The answer must be a bare number: the count of lines below that contain "Sqrt".

- **Available data**
++++++++

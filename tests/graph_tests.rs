use fluxo::{
    CancelToken, ExecutionMode, ExecutorConfig, FxError, Graph, GraphExecutor, NdArray, Node,
    OpFamily, PairwiseOp, ReduceOp, TransformOp, VarId, Variable,
};

fn init_tracing() {
    let _ = tracing_subscriber::fmt().with_test_writer().try_init();
}

fn filled(rows: usize, cols: usize, value: f32) -> NdArray<f32> {
    let mut m = NdArray::<f32>::matrix(rows, cols).unwrap();
    m.assign_scalar(value);
    m
}

fn seed(graph: &Graph<f32>, id: i32, array: NdArray<f32>) {
    graph
        .variable_space()
        .put_variable(VarId(id), Variable::with_array(VarId(id), array));
}

fn transform(id: i32, op: TransformOp, inputs: &[i32], outputs: &[i32]) -> Node<f32> {
    Node::new(OpFamily::Transform, op.as_num(), id, inputs, outputs)
}

fn pairwise(id: i32, op: PairwiseOp, inputs: &[i32], outputs: &[i32]) -> Node<f32> {
    Node::new(OpFamily::Pairwise, op.as_num(), id, inputs, outputs)
}

fn mean_of(graph: &Graph<f32>, id: i32) -> f32 {
    graph
        .variable_space()
        .array(VarId(id))
        .unwrap()
        .mean()
        .unwrap()
}

#[test]
fn single_input_chain() {
    init_tracing();
    let mut graph = Graph::<f32>::new();
    seed(&graph, -1, filled(5, 5, -2.0));

    graph.add_node(transform(1, TransformOp::Abs, &[-1], &[2])).unwrap();
    graph.add_node(transform(2, TransformOp::Neg, &[1], &[3])).unwrap();
    graph.add_node(transform(3, TransformOp::Abs, &[2], &[])).unwrap();

    GraphExecutor::execute(&mut graph).unwrap();

    assert_eq!(graph.root_nodes(), 1);
    assert_eq!(graph.total_nodes(), 3);
    assert!((mean_of(&graph, 2) + 2.0).abs() < 1e-5);
    assert!((mean_of(&graph, 3) - 2.0).abs() < 1e-5);
}

#[test]
fn double_input_chain() {
    let mut graph = Graph::<f32>::new();
    seed(&graph, -1, filled(5, 5, -2.0));
    seed(&graph, -2, filled(5, 5, -1.0));
    seed(&graph, -3, filled(5, 5, 0.0));

    graph.add_node(transform(1, TransformOp::Abs, &[-1], &[3])).unwrap();
    graph.add_node(transform(2, TransformOp::Abs, &[-2], &[3])).unwrap();
    graph.add_node(pairwise(3, PairwiseOp::Add, &[1, 2], &[-3])).unwrap();

    GraphExecutor::execute(&mut graph).unwrap();

    assert_eq!(graph.root_nodes(), 2);
    assert!((mean_of(&graph, -3) - 3.0).abs() < 1e-5);
}

#[test]
fn fan_out_then_two_branches() {
    let mut graph = Graph::<f32>::new();
    seed(&graph, -1, filled(5, 5, -2.0));
    seed(&graph, -2, filled(5, 5, 0.0));
    seed(&graph, -3, filled(5, 5, 0.0));

    graph.add_node(transform(1, TransformOp::Abs, &[-1], &[2, 3])).unwrap();
    graph.add_node(transform(2, TransformOp::Sqrt, &[1], &[-2])).unwrap();
    graph.add_node(transform(3, TransformOp::Neg, &[1], &[-3])).unwrap();

    GraphExecutor::execute(&mut graph).unwrap();

    assert!((mean_of(&graph, -2) - 1.4142135).abs() < 1e-5);
    assert!((mean_of(&graph, -3) + 2.0).abs() < 1e-5);
}

// a producer consumed by two branches keeps its published value
#[test]
fn fan_out_preserves_producer_value() {
    let mut graph = Graph::<f32>::new();
    seed(&graph, -1, filled(5, 5, -2.0));

    graph.add_node(transform(1, TransformOp::Abs, &[-1], &[2, 3])).unwrap();
    graph.add_node(transform(2, TransformOp::Sqrt, &[1], &[])).unwrap();
    graph.add_node(transform(3, TransformOp::Neg, &[1], &[])).unwrap();

    GraphExecutor::execute(&mut graph).unwrap();

    assert_eq!(graph.fan_out(VarId(1)), 2);
    assert!((mean_of(&graph, 1) - 2.0).abs() < 1e-6);
    // the external input was never written through either branch
    assert!((mean_of(&graph, -1) + 2.0).abs() < 1e-6);
}

#[test]
fn axis_reduction_feeds_transform() {
    let mut graph = Graph::<f32>::new();
    let mut x = NdArray::<f32>::matrix(5, 5).unwrap();
    for r in 0..x.rows() {
        for c in 0..x.columns() {
            x.set_index(&[r, c], -(c as f32));
        }
    }
    seed(&graph, -1, x);
    seed(&graph, -2, NdArray::<f32>::zeros(&[1, 5]).unwrap());

    graph
        .add_node(
            Node::new(OpFamily::Accumulation, ReduceOp::Mean.as_num(), 1, &[-1], &[2])
                .with_axes(&[1]),
        )
        .unwrap();
    graph.add_node(transform(2, TransformOp::Abs, &[1], &[-2])).unwrap();

    GraphExecutor::execute(&mut graph).unwrap();

    let out = graph.variable_space().array(VarId(-2)).unwrap();
    assert_eq!(out.shape(), &[1, 5]);
    assert!((out.mean().unwrap() - 2.0).abs() < 1e-5);
}

#[test]
fn axis_sum_along_columns() {
    let mut graph = Graph::<f32>::new();
    let mut x = NdArray::<f32>::matrix(5, 5).unwrap();
    for r in 0..5 {
        for c in 0..5 {
            x.set_index(&[r, c], -(c as f32));
        }
    }
    seed(&graph, -1, x);

    graph
        .add_node(
            Node::new(OpFamily::Accumulation, ReduceOp::Sum.as_num(), 1, &[-1], &[2])
                .with_axes(&[0]),
        )
        .unwrap();
    graph.add_node(transform(2, TransformOp::Abs, &[1], &[])).unwrap();

    GraphExecutor::execute(&mut graph).unwrap();

    let out = graph.variable_space().array(VarId(-2)).unwrap();
    assert_eq!(out.to_flat_vec(), vec![0.0, 5.0, 10.0, 15.0, 20.0]);
}

#[test]
fn internal_branching_meets_at_layer_three() {
    let mut graph = Graph::<f32>::new();
    seed(&graph, -1, filled(5, 5, 0.0));
    seed(&graph, -2, filled(5, 5, 0.0));

    graph.add_node(transform(1, TransformOp::OneMinus, &[-1], &[11, 21])).unwrap();
    graph.add_node(transform(11, TransformOp::Neg, &[1], &[12])).unwrap();
    graph.add_node(transform(12, TransformOp::OneMinus, &[11], &[31])).unwrap();
    graph.add_node(transform(21, TransformOp::Neg, &[1], &[22])).unwrap();
    graph.add_node(transform(22, TransformOp::Neg, &[21], &[31])).unwrap();
    graph.add_node(pairwise(31, PairwiseOp::Add, &[12, 22], &[-2])).unwrap();

    GraphExecutor::execute(&mut graph).unwrap();

    assert_eq!(graph.node(VarId(31)).unwrap().layer(), Some(3));
    assert!((mean_of(&graph, -2) - 3.0).abs() < 1e-5);
}

// layering monotonicity: every node sits strictly above its internal
// producers, external-only nodes sit on layer 0
#[test]
fn layering_is_monotone() {
    let mut graph = Graph::<f32>::new();
    seed(&graph, -1, filled(5, 5, 0.0));

    graph.add_node(transform(1, TransformOp::OneMinus, &[-1], &[11, 21])).unwrap();
    graph.add_node(transform(11, TransformOp::Neg, &[1], &[12])).unwrap();
    graph.add_node(transform(12, TransformOp::OneMinus, &[11], &[31])).unwrap();
    graph.add_node(transform(21, TransformOp::Neg, &[1], &[22])).unwrap();
    graph.add_node(transform(22, TransformOp::Neg, &[21], &[31])).unwrap();
    graph.add_node(pairwise(31, PairwiseOp::Add, &[12, 22], &[])).unwrap();
    graph.build().unwrap();

    for node in graph.nodes() {
        let layer = node.layer().unwrap();
        if node.has_internal_inputs() {
            for &input in node.inputs() {
                if input.is_internal() {
                    let producer = graph.node(input).unwrap().layer().unwrap();
                    assert!(layer > producer);
                }
            }
        } else {
            assert_eq!(layer, 0);
        }
    }
}

#[test]
fn quad_input_tree() {
    let mut graph = Graph::<f32>::new();
    seed(&graph, -1, filled(5, 5, 0.0));
    seed(&graph, -2, filled(5, 5, -1.0));
    seed(&graph, -3, filled(5, 5, -2.0));
    seed(&graph, -4, filled(5, 5, -3.0));
    seed(&graph, -5, filled(5, 5, 119.0));

    graph.add_node(transform(1, TransformOp::Abs, &[-1], &[11])).unwrap();
    graph.add_node(transform(2, TransformOp::Abs, &[-2], &[11])).unwrap();
    graph.add_node(transform(3, TransformOp::Abs, &[-3], &[21])).unwrap();
    graph.add_node(transform(4, TransformOp::Abs, &[-4], &[21])).unwrap();
    graph.add_node(pairwise(11, PairwiseOp::Add, &[1, 2], &[31])).unwrap();
    graph.add_node(pairwise(21, PairwiseOp::Add, &[3, 4], &[31])).unwrap();
    graph.add_node(pairwise(31, PairwiseOp::Add, &[11, 21], &[-5])).unwrap();

    GraphExecutor::execute(&mut graph).unwrap();

    assert_eq!(graph.root_nodes(), 4);
    assert!((mean_of(&graph, -5) - 6.0).abs() < 1e-5);
}

#[test]
fn auto_output_for_leaf_node() {
    let mut graph = Graph::<f32>::new();
    seed(&graph, -1, filled(5, 5, -2.0));

    graph.add_node(transform(1, TransformOp::Abs, &[-1], &[2])).unwrap();
    graph.add_node(transform(2, TransformOp::OneMinus, &[1], &[])).unwrap();

    graph.build().unwrap();
    assert!(graph.variable_space().has(VarId(-2)));

    GraphExecutor::execute(&mut graph).unwrap();

    let outputs = graph.fetch_outputs();
    assert_eq!(outputs.len(), 1);
    assert!((outputs[0].array().unwrap().mean().unwrap() + 1.0).abs() < 1e-5);
}

#[test]
fn auto_output_discovery() {
    let mut graph = Graph::<f32>::new();
    seed(&graph, -1, filled(5, 5, -2.0));

    graph.add_node(transform(1, TransformOp::Abs, &[-1], &[2, 3, -1])).unwrap();
    graph.add_node(transform(2, TransformOp::OneMinus, &[1], &[])).unwrap();
    graph.add_node(transform(3, TransformOp::Neg, &[1], &[])).unwrap();

    graph.build().unwrap();
    for id in [-1, -2, -3] {
        assert!(graph.variable_space().has(VarId(id)));
    }

    GraphExecutor::execute(&mut graph).unwrap();

    let outputs = graph.fetch_outputs();
    assert_eq!(outputs.len(), 3);
    assert!((mean_of(&graph, -1) - 2.0).abs() < 1e-5);
    assert!((mean_of(&graph, -2) + 1.0).abs() < 1e-5);
    assert!((mean_of(&graph, -3) + 2.0).abs() < 1e-5);
}

fn branching_run(config: ExecutorConfig) -> Vec<(i32, Vec<f32>)> {
    let mut graph = Graph::<f32>::with_config(config);
    seed(&graph, -1, filled(5, 5, 0.0));
    seed(&graph, -2, filled(5, 5, 0.0));

    graph.add_node(transform(1, TransformOp::OneMinus, &[-1], &[11, 21])).unwrap();
    graph.add_node(transform(11, TransformOp::Neg, &[1], &[12])).unwrap();
    graph.add_node(transform(12, TransformOp::OneMinus, &[11], &[31])).unwrap();
    graph.add_node(transform(21, TransformOp::Neg, &[1], &[22])).unwrap();
    graph.add_node(transform(22, TransformOp::Neg, &[21], &[31])).unwrap();
    graph.add_node(pairwise(31, PairwiseOp::Add, &[12, 22], &[-2])).unwrap();

    GraphExecutor::execute(&mut graph).unwrap();

    let mut snapshot: Vec<(i32, Vec<f32>)> = graph
        .variable_space()
        .ids()
        .into_iter()
        .filter_map(|id| {
            graph
                .variable_space()
                .array(id)
                .ok()
                .map(|a| (id.0, a.to_flat_vec()))
        })
        .collect();
    snapshot.sort_by_key(|(id, _)| *id);
    snapshot
}

// re-running the same graph over fresh variable spaces lands on identical
// slot contents, and sequential and parallel scheduling agree
#[test]
fn execution_is_repeatable_across_modes() {
    init_tracing();
    let auto1 = branching_run(ExecutorConfig::default());
    let auto2 = branching_run(ExecutorConfig::default());
    let sequential = branching_run(ExecutorConfig {
        mode: ExecutionMode::Sequential,
        ..ExecutorConfig::default()
    });
    let pinned = branching_run(ExecutorConfig {
        workers: Some(2),
        ..ExecutorConfig::default()
    });

    assert_eq!(auto1, auto2);
    assert_eq!(auto1, sequential);
    assert_eq!(auto1, pinned);
}

#[test]
fn failing_node_finishes_its_layer_but_stops_the_run() {
    let config = ExecutorConfig {
        mode: ExecutionMode::Sequential,
        ..ExecutorConfig::default()
    };
    let mut graph = Graph::<f32>::with_config(config);
    seed(&graph, -1, filled(5, 5, -2.0));
    seed(&graph, -2, filled(3, 3, -1.0));

    graph.add_node(transform(1, TransformOp::Abs, &[-1], &[3, 5])).unwrap();
    graph.add_node(transform(2, TransformOp::Abs, &[-2], &[3])).unwrap();
    // layer 1: node 3 fails on mismatched shapes, node 5 succeeds
    graph.add_node(pairwise(3, PairwiseOp::Add, &[1, 2], &[4])).unwrap();
    graph.add_node(transform(5, TransformOp::Neg, &[1], &[])).unwrap();
    // layer 2 must never run
    graph.add_node(transform(4, TransformOp::Abs, &[3], &[])).unwrap();

    let err = GraphExecutor::execute(&mut graph).unwrap_err();
    assert!(matches!(err, FxError::ShapeMismatch { .. }));

    // the sibling on the failing layer still ran
    assert!(graph.variable_space().array(VarId(5)).is_ok());
    // the dependent layer was never scheduled
    assert!(graph.variable_space().array(VarId(4)).is_err());
}

#[test]
fn cancellation_is_checked_at_layer_boundaries() {
    let mut graph = Graph::<f32>::new();
    seed(&graph, -1, filled(5, 5, 1.0));
    graph.add_node(transform(1, TransformOp::Neg, &[-1], &[])).unwrap();

    let cancel = CancelToken::new();
    cancel.cancel();
    let err = GraphExecutor::execute_with(&mut graph, &cancel).unwrap_err();
    assert!(matches!(err, FxError::Cancelled));
    assert!(graph.variable_space().array(VarId(1)).is_err());
}

#[test]
fn unknown_op_number_is_reported() {
    let mut graph = Graph::<f32>::new();
    seed(&graph, -1, filled(2, 2, 1.0));
    graph
        .add_node(Node::new(OpFamily::Transform, 99, 1, &[-1], &[]))
        .unwrap();

    let err = GraphExecutor::execute(&mut graph).unwrap_err();
    assert!(matches!(err, FxError::UnknownOp { op_num: 99, .. }));
}

#[test]
fn dangling_edge_fails_the_build() {
    let mut graph = Graph::<f32>::new();
    seed(&graph, -1, filled(2, 2, 1.0));
    graph.add_node(transform(1, TransformOp::Abs, &[-1], &[2])).unwrap();
    graph.add_node(transform(2, TransformOp::Abs, &[7], &[])).unwrap();

    let err = GraphExecutor::execute(&mut graph).unwrap_err();
    assert!(matches!(err, FxError::DanglingEdge { node: 2, input: 7 }));
}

++++++++

- **Solution to this problem**
2